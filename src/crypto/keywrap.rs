//! AES Key Wrap (RFC 3394), used to protect EAPOL-Key data.

use aes::cipher::generic_array::GenericArray;
use aes::cipher::{BlockDecrypt, BlockEncrypt, KeyInit};
use aes::{Aes128, Aes256};

use crate::error::CryptoError;

const DEFAULT_IV: [u8; 8] = [0xa6; 8];

enum Kek {
    Aes128(Aes128),
    Aes256(Aes256),
}

impl Kek {
    fn new(kek: &[u8]) -> Result<Self, CryptoError> {
        match kek.len() {
            16 => Aes128::new_from_slice(kek)
                .map(Kek::Aes128)
                .map_err(|_| CryptoError::InvalidKeyLength(kek.len())),
            32 => Aes256::new_from_slice(kek)
                .map(Kek::Aes256)
                .map_err(|_| CryptoError::InvalidKeyLength(kek.len())),
            n => Err(CryptoError::InvalidKeyLength(n)),
        }
    }

    fn encrypt(&self, block: &mut [u8; 16]) {
        let b = GenericArray::from_mut_slice(block);
        match self {
            Kek::Aes128(c) => c.encrypt_block(b),
            Kek::Aes256(c) => c.encrypt_block(b),
        }
    }

    fn decrypt(&self, block: &mut [u8; 16]) {
        let b = GenericArray::from_mut_slice(block);
        match self {
            Kek::Aes128(c) => c.decrypt_block(b),
            Kek::Aes256(c) => c.decrypt_block(b),
        }
    }
}

/// Unwraps `cipher` (n + 1 64-bit blocks) and checks the integrity value.
pub fn aes_unwrap(kek: &[u8], cipher: &[u8]) -> Result<Vec<u8>, CryptoError> {
    if cipher.len() < 24 || cipher.len() % 8 != 0 {
        return Err(CryptoError::Truncated(cipher.len()));
    }
    let aes = Kek::new(kek)?;
    let n = cipher.len() / 8 - 1;

    let mut a = [0u8; 8];
    a.copy_from_slice(&cipher[..8]);
    let mut r = cipher[8..].to_vec();

    let mut block = [0u8; 16];
    for j in (0..6).rev() {
        for i in (1..=n).rev() {
            let t = (n * j + i) as u64;
            for (x, y) in a.iter_mut().zip(t.to_be_bytes()) {
                *x ^= y;
            }
            block[..8].copy_from_slice(&a);
            block[8..].copy_from_slice(&r[(i - 1) * 8..i * 8]);
            aes.decrypt(&mut block);
            a.copy_from_slice(&block[..8]);
            r[(i - 1) * 8..i * 8].copy_from_slice(&block[8..]);
        }
    }

    if a != DEFAULT_IV {
        return Err(CryptoError::UnwrapFailure);
    }
    Ok(r)
}

/// Wraps `plain` (a multiple of 8 bytes, at least 16).
pub fn aes_wrap(kek: &[u8], plain: &[u8]) -> Result<Vec<u8>, CryptoError> {
    if plain.len() < 16 || plain.len() % 8 != 0 {
        return Err(CryptoError::Truncated(plain.len()));
    }
    let aes = Kek::new(kek)?;
    let n = plain.len() / 8;

    let mut a = DEFAULT_IV;
    let mut r = plain.to_vec();
    let mut block = [0u8; 16];
    for j in 0..6 {
        for i in 1..=n {
            block[..8].copy_from_slice(&a);
            block[8..].copy_from_slice(&r[(i - 1) * 8..i * 8]);
            aes.encrypt(&mut block);
            a.copy_from_slice(&block[..8]);
            let t = (n * j + i) as u64;
            for (x, y) in a.iter_mut().zip(t.to_be_bytes()) {
                *x ^= y;
            }
            r[(i - 1) * 8..i * 8].copy_from_slice(&block[8..]);
        }
    }

    let mut out = Vec::with_capacity(8 + r.len());
    out.extend_from_slice(&a);
    out.extend_from_slice(&r);
    Ok(out)
}

#[cfg(test)]
mod tests {
    use super::*;

    #[test]
    fn rfc3394_128_bit_kek() {
        let kek = hex::decode("000102030405060708090a0b0c0d0e0f").unwrap();
        let data = hex::decode("00112233445566778899aabbccddeeff").unwrap();
        let wrapped = aes_wrap(&kek, &data).unwrap();
        assert_eq!(
            hex::encode(&wrapped),
            "1fa68b0a8112b447aef34bd8fb5a7b829d3e862371d2cfe5"
        );
        assert_eq!(aes_unwrap(&kek, &wrapped).unwrap(), data);
    }

    #[test]
    fn detects_corruption() {
        let kek = [0x5au8; 16];
        let mut wrapped = aes_wrap(&kek, &[0x11u8; 32]).unwrap();
        wrapped[10] ^= 0x01;
        assert_eq!(aes_unwrap(&kek, &wrapped), Err(CryptoError::UnwrapFailure));
        assert_eq!(aes_unwrap(&kek, &[0u8; 20]), Err(CryptoError::Truncated(20)));
    }
}
//! Michael message integrity code (TKIP).

use byteorder::{ByteOrder, LittleEndian};

use crate::mac::MacAddress;

pub const MICHAEL_MIC_LEN: usize = 8;

fn block(mut l: u32, mut r: u32) -> (u32, u32) {
    r ^= l.rotate_left(17);
    l = l.wrapping_add(r);
    r ^= ((l & 0xff00ff00) >> 8) | ((l & 0x00ff00ff) << 8);
    l = l.wrapping_add(r);
    r ^= l.rotate_left(3);
    l = l.wrapping_add(r);
    r ^= l.rotate_right(2);
    l = l.wrapping_add(r);
    (l, r)
}

struct Michael {
    l: u32,
    r: u32,
    pending: [u8; 4],
    pending_len: usize,
}

impl Michael {
    fn new(key: &[u8; 8]) -> Self {
        Michael {
            l: LittleEndian::read_u32(&key[0..4]),
            r: LittleEndian::read_u32(&key[4..8]),
            pending: [0u8; 4],
            pending_len: 0,
        }
    }

    fn word(&mut self, w: u32) {
        self.l ^= w;
        (self.l, self.r) = block(self.l, self.r);
    }

    fn update(&mut self, data: &[u8]) {
        for &b in data {
            self.pending[self.pending_len] = b;
            self.pending_len += 1;
            if self.pending_len == 4 {
                let w = LittleEndian::read_u32(&self.pending);
                self.word(w);
                self.pending_len = 0;
            }
        }
    }

    fn finalize(mut self) -> [u8; MICHAEL_MIC_LEN] {
        // 0x5a, zero fill to a word boundary, then one all-zero word.
        let mut last = [0u8; 4];
        last[..self.pending_len].copy_from_slice(&self.pending[..self.pending_len]);
        last[self.pending_len] = 0x5a;
        self.word(LittleEndian::read_u32(&last));
        self.word(0);

        let mut mic = [0u8; MICHAEL_MIC_LEN];
        LittleEndian::write_u32(&mut mic[0..4], self.l);
        LittleEndian::write_u32(&mut mic[4..8], self.r);
        mic
    }
}

/// Raw Michael over an arbitrary message.
pub fn michael(key: &[u8; 8], data: &[u8]) -> [u8; MICHAEL_MIC_LEN] {
    let mut m = Michael::new(key);
    m.update(data);
    m.finalize()
}

/// Michael MIC over an MSDU: DA, SA, priority and three reserved bytes
/// precede the payload.
pub fn michael_mic(
    key: &[u8; 8],
    da: &MacAddress,
    sa: &MacAddress,
    priority: u8,
    data: &[u8],
) -> [u8; MICHAEL_MIC_LEN] {
    let mut m = Michael::new(key);
    m.update(da.as_bytes());
    m.update(sa.as_bytes());
    m.update(&[priority, 0, 0, 0]);
    m.update(data);
    m.finalize()
}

----

**REQUIRED WORK:** Repeat the data in its entirety, word for word.

**OUTPUT FOR THIS EXERCISE:**
filename src/crypto/keywrap.rs
//! AES Key Wrap (RFC 3394), used to protect EAPOL-Key data.

use aes::cipher::generic_array::GenericArray;
use aes::cipher::{BlockDecrypt, BlockEncrypt, KeyInit};
use aes::{Aes128, Aes256};

use crate::error::CryptoError;

const DEFAULT_IV: [u8; 8] = [0xa6; 8];

enum Kek {
    Aes128(Aes128),
    Aes256(Aes256),
}

impl Kek {
    fn new(kek: &[u8]) -> Result<Self, CryptoError> {
        match kek.len() {
            16 => Aes128::new_from_slice(kek)
                .map(Kek::Aes128)
                .map_err(|_| CryptoError::InvalidKeyLength(kek.len())),
            32 => Aes256::new_from_slice(kek)
                .map(Kek::Aes256)
                .map_err(|_| CryptoError::InvalidKeyLength(kek.len())),
            n => Err(CryptoError::InvalidKeyLength(n)),
        }
    }

    fn encrypt(&self, block: &mut [u8; 16]) {
        let b = GenericArray::from_mut_slice(block);
        match self {
            Kek::Aes128(c) => c.encrypt_block(b),
            Kek::Aes256(c) => c.encrypt_block(b),
        }
    }

    fn decrypt(&self, block: &mut [u8; 16]) {
        let b = GenericArray::from_mut_slice(block);
        match self {
            Kek::Aes128(c) => c.decrypt_block(b),
            Kek::Aes256(c) => c.decrypt_block(b),
        }
    }
}

/// Unwraps `cipher` (n + 1 64-bit blocks) and checks the integrity value.
pub fn aes_unwrap(kek: &[u8], cipher: &[u8]) -> Result<Vec<u8>, CryptoError> {
    if cipher.len() < 24 || cipher.len() % 8 != 0 {
        return Err(CryptoError::Truncated(cipher.len()));
    }
    let aes = Kek::new(kek)?;
    let n = cipher.len() / 8 - 1;

    let mut a = [0u8; 8];
    a.copy_from_slice(&cipher[..8]);
    let mut r = cipher[8..].to_vec();

    let mut block = [0u8; 16];
    for j in (0..6).rev() {
        for i in (1..=n).rev() {
            let t = (n * j + i) as u64;
            for (x, y) in a.iter_mut().zip(t.to_be_bytes()) {
                *x ^= y;
            }
            block[..8].copy_from_slice(&a);
            block[8..].copy_from_slice(&r[(i - 1) * 8..i * 8]);
            aes.decrypt(&mut block);
            a.copy_from_slice(&block[..8]);
            r[(i - 1) * 8..i * 8].copy_from_slice(&block[8..]);
        }
    }

    if a != DEFAULT_IV {
        return Err(CryptoError::UnwrapFailure);
    }
    Ok(r)
}

/// Wraps `plain` (a multiple of 8 bytes, at least 16).
pub fn aes_wrap(kek: &[u8], plain: &[u8]) -> Result<Vec<u8>, CryptoError> {
    if plain.len() < 16 || plain.len() % 8 != 0 {
        return Err(CryptoError::Truncated(plain.len()));
    }
    let aes = Kek::new(kek)?;
    let n = plain.len() / 8;

    let mut a = DEFAULT_IV;
    let mut r = plain.to_vec();
    let mut block = [0u8; 16];
    for j in 0..6 {
        for i in 1..=n {
            block[..8].copy_from_slice(&a);
            block[8..].copy_from_slice(&r[(i - 1) * 8..i * 8]);
            aes.encrypt(&mut block);
            a.copy_from_slice(&block[..8]);
            let t = (n * j + i) as u64;
            for (x, y) in a.iter_mut().zip(t.to_be_bytes()) {
                *x ^= y;
            }
            r[(i - 1) * 8..i * 8].copy_from_slice(&block[8..]);
        }
    }

    let mut out = Vec::with_capacity(8 + r.len());
    out.extend_from_slice(&a);
    out.extend_from_slice(&r);
    Ok(out)
}

#[cfg(test)]
mod tests {
    use super::*;

    #[test]
    fn rfc3394_128_bit_kek() {
        let kek = hex::decode("000102030405060708090a0b0c0d0e0f").unwrap();
        let data = hex::decode("00112233445566778899aabbccddeeff").unwrap();
        let wrapped = aes_wrap(&kek, &data).unwrap();
        assert_eq!(
            hex::encode(&wrapped),
            "1fa68b0a8112b447aef34bd8fb5a7b829d3e862371d2cfe5"
        );
        assert_eq!(aes_unwrap(&kek, &wrapped).unwrap(), data);
    }

    #[test]
    fn detects_corruption() {
        let kek = [0x5au8; 16];
        let mut wrapped = aes_wrap(&kek, &[0x11u8; 32]).unwrap();
        wrapped[10] ^= 0x01;
        assert_eq!(aes_unwrap(&kek, &wrapped), Err(CryptoError::UnwrapFailure));
        assert_eq!(aes_unwrap(&kek, &[0u8; 20]), Err(CryptoError::Truncated(20)));
    }
}
//! Michael message integrity code (TKIP).

use byteorder::{ByteOrder, LittleEndian};

use crate::mac::MacAddress;

pub const MICHAEL_MIC_LEN: usize = 8;

fn block(mut l: u32, mut r: u32) -> (u32, u32) {
    r ^= l.rotate_left(17);
    l = l.wrapping_add(r);
    r ^= ((l & 0xff00ff00) >> 8) | ((l & 0x00ff00ff) << 8);
    l = l.wrapping_add(r);
    r ^= l.rotate_left(3);
    l = l.wrapping_add(r);
    r ^= l.rotate_right(2);
    l = l.wrapping_add(r);
    (l, r)
}

struct Michael {
    l: u32,
    r: u32,
    pending: [u8; 4],
    pending_len: usize,
}

impl Michael {
    fn new(key: &[u8; 8]) -> Self {
        Michael {
            l: LittleEndian::read_u32(&key[0..4]),
            r: LittleEndian::read_u32(&key[4..8]),
            pending: [0u8; 4],
            pending_len: 0,
        }
    }

    fn word(&mut self, w: u32) {
        self.l ^= w;
        (self.l, self.r) = block(self.l, self.r);
    }

    fn update(&mut self, data: &[u8]) {
        for &b in data {
            self.pending[self.pending_len] = b;
            self.pending_len += 1;
            if self.pending_len == 4 {
                let w = LittleEndian::read_u32(&self.pending);
                self.word(w);
                self.pending_len = 0;
            }
        }
    }

    fn finalize(mut self) -> [u8; MICHAEL_MIC_LEN] {
        // 0x5a, zero fill to a word boundary, then one all-zero word.
        let mut last = [0u8; 4];
        last[..self.pending_len].copy_from_slice(&self.pending[..self.pending_len]);
        last[self.pending_len] = 0x5a;
        self.word(LittleEndian::read_u32(&last));
        self.word(0);

        let mut mic = [0u8; MICHAEL_MIC_LEN];
        LittleEndian::write_u32(&mut mic[0..4], self.l);
        LittleEndian::write_u32(&mut mic[4..8], self.r);
        mic
    }
}

/// Raw Michael over an arbitrary message.
pub fn michael(key: &[u8; 8], data: &[u8]) -> [u8; MICHAEL_MIC_LEN] {
    let mut m = Michael::new(key);
    m.update(data);
    m.finalize()
}

/// Michael MIC over an MSDU: DA, SA, priority and three reserved bytes
/// precede the payload.
pub fn michael_mic(
    key: &[u8; 8],
    da: &MacAddress,
    sa: &MacAddress,
    priority: u8,
    data: &[u8],
) -> [u8; MICHAEL_MIC_LEN] {
    let mut m = Michael::new(key);
    m.update(da.as_bytes());
    m.update(sa.as_bytes());
    m.update(&[priority, 0, 0, 0]);
    m.update(data);
    m.finalize()
}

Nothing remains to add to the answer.